### TASK STATEMENT
Hunt for the word "cannot" across the entries below, copying each line that holds it.

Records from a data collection

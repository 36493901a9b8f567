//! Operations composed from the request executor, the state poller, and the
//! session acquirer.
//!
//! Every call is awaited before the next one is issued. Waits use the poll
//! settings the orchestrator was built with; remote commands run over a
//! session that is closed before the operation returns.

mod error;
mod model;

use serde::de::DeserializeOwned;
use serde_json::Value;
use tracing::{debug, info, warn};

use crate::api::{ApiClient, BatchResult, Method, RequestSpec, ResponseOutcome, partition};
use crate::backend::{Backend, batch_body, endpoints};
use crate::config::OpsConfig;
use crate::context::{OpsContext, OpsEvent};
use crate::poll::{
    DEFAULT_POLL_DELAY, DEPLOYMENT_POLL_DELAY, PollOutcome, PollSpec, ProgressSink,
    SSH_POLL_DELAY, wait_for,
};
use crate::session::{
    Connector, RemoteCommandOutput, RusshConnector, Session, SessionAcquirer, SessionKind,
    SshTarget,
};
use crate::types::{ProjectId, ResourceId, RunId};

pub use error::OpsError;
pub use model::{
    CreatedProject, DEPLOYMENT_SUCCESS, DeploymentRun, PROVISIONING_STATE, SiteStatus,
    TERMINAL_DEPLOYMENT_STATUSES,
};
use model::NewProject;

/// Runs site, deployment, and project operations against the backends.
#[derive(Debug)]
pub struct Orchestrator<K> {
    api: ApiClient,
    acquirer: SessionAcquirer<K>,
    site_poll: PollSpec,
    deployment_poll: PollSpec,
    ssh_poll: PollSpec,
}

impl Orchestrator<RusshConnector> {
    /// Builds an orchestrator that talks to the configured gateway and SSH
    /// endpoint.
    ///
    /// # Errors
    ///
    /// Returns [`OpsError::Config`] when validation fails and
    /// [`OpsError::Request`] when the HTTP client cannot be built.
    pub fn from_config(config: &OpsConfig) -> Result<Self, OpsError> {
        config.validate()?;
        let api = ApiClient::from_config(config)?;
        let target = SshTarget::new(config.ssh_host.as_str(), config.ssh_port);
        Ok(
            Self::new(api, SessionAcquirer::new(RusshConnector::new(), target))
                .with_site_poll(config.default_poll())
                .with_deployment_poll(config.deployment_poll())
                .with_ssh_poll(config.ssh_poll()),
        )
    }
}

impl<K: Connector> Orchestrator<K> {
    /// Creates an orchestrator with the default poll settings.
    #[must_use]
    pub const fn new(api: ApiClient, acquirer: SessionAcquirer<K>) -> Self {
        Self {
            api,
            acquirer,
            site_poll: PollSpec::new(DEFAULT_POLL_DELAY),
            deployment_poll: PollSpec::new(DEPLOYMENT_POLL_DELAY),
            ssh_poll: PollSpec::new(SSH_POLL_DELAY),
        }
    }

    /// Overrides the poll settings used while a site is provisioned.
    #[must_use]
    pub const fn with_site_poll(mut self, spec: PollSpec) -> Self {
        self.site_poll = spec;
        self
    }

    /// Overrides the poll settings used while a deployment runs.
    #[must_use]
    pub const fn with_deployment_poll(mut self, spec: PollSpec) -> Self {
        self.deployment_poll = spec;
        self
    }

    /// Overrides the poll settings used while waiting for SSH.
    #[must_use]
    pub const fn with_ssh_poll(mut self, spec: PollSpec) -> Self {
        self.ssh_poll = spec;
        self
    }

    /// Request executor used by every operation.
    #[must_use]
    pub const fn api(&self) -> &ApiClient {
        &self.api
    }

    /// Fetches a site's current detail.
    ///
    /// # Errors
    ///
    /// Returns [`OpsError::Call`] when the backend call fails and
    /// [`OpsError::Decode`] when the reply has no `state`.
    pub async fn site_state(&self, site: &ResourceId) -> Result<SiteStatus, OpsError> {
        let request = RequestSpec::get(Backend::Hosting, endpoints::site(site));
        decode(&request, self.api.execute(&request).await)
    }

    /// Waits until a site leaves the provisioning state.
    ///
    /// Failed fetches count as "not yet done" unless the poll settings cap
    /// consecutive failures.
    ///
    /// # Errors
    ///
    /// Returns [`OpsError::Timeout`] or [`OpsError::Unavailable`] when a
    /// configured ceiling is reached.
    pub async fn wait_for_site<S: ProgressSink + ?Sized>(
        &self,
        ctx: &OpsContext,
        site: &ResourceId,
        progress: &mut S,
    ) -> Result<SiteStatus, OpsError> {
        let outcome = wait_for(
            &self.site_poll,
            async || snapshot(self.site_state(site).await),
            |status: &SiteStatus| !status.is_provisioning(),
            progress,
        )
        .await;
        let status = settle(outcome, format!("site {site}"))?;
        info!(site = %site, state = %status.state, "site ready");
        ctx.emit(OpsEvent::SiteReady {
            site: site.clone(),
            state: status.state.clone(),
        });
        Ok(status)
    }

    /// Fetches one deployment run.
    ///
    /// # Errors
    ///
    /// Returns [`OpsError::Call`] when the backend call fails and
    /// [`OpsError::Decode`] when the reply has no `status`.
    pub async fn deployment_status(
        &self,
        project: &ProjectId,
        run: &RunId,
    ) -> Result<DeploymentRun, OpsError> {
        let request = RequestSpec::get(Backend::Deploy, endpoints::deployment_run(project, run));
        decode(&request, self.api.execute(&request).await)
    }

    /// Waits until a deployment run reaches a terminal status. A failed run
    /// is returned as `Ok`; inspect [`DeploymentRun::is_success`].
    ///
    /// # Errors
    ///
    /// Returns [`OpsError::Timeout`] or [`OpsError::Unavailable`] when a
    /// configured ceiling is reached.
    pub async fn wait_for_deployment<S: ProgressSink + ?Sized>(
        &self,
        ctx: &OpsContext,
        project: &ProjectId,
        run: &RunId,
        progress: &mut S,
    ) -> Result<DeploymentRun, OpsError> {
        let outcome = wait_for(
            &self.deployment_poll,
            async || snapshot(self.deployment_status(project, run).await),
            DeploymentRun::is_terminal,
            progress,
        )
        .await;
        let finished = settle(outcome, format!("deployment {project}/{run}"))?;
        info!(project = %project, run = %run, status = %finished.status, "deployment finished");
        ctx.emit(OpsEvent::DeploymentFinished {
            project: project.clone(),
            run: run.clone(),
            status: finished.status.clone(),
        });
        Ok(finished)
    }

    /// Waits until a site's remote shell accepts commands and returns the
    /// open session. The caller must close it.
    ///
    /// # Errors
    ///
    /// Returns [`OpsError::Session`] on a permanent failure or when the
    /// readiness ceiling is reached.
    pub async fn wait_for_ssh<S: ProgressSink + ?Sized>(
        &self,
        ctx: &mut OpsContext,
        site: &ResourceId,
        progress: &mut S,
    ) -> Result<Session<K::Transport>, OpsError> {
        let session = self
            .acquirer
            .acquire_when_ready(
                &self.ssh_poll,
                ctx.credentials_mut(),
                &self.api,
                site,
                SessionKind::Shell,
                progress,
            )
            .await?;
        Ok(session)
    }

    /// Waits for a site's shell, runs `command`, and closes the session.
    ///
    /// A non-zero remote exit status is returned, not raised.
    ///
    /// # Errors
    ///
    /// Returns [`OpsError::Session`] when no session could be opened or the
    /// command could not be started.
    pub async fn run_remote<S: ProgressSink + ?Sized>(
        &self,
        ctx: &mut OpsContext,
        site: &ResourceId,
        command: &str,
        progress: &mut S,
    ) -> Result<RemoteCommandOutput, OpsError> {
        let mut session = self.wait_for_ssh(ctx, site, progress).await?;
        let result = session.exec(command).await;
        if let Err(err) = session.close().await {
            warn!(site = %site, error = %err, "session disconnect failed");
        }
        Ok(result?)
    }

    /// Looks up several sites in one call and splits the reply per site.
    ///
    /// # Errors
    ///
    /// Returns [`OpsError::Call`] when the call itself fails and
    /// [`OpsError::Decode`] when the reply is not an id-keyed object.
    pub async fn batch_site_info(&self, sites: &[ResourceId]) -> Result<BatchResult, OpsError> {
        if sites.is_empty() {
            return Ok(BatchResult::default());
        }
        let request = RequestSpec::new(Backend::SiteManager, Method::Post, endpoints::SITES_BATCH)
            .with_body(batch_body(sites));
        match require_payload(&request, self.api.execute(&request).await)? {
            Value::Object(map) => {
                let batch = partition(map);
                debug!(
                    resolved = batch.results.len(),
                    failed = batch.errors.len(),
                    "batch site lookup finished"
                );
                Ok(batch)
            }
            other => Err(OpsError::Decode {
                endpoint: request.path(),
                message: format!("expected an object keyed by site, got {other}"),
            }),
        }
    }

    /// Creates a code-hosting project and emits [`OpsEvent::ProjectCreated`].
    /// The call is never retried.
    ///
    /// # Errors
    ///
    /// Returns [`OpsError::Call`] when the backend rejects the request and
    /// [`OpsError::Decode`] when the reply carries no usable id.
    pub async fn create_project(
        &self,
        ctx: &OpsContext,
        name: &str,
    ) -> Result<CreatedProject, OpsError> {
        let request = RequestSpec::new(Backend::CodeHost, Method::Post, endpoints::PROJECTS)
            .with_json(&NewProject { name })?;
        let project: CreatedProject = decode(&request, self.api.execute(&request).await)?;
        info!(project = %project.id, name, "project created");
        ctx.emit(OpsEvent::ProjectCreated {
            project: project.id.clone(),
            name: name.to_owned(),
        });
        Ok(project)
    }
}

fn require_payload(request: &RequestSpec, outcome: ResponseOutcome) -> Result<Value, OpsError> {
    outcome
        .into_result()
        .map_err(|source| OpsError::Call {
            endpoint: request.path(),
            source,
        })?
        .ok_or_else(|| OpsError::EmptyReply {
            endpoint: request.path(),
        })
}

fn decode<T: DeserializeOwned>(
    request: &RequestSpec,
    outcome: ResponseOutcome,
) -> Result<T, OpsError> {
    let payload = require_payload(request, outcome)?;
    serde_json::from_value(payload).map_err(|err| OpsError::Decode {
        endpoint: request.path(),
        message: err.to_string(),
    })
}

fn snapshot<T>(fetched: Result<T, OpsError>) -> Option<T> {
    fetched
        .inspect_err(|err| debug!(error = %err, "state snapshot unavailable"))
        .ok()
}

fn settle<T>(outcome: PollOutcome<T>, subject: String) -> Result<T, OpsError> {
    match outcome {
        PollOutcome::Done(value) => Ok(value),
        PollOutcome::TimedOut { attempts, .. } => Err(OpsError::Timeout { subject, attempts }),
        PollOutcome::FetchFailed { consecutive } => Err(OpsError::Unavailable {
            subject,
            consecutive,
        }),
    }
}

---

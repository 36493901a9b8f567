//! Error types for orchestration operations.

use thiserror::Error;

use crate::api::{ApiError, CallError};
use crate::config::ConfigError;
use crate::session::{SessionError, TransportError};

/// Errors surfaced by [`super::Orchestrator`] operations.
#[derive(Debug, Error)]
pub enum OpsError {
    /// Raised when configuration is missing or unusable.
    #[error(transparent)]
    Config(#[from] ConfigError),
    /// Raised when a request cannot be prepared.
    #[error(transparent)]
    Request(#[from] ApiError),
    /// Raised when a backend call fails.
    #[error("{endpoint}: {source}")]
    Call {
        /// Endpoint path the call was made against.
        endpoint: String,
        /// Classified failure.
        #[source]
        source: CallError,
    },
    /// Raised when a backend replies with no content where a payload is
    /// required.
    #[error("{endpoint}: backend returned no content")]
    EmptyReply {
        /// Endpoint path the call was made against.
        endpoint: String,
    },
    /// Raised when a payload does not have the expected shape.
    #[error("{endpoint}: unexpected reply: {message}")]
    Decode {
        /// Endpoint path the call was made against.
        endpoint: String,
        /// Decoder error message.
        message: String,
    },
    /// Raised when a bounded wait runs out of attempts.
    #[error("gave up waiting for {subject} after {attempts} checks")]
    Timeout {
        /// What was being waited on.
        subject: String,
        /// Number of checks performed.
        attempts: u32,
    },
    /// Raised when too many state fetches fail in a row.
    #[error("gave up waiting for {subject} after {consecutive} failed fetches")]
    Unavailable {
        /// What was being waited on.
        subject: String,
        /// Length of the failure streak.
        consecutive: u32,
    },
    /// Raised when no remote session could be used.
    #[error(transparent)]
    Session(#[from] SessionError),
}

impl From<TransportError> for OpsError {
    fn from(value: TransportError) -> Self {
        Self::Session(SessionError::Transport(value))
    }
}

### RESULT OF THE TASK
    /// [`OpsError::Request`] when the HTTP client cannot be built.
    /// Raised when a request cannot be prepared.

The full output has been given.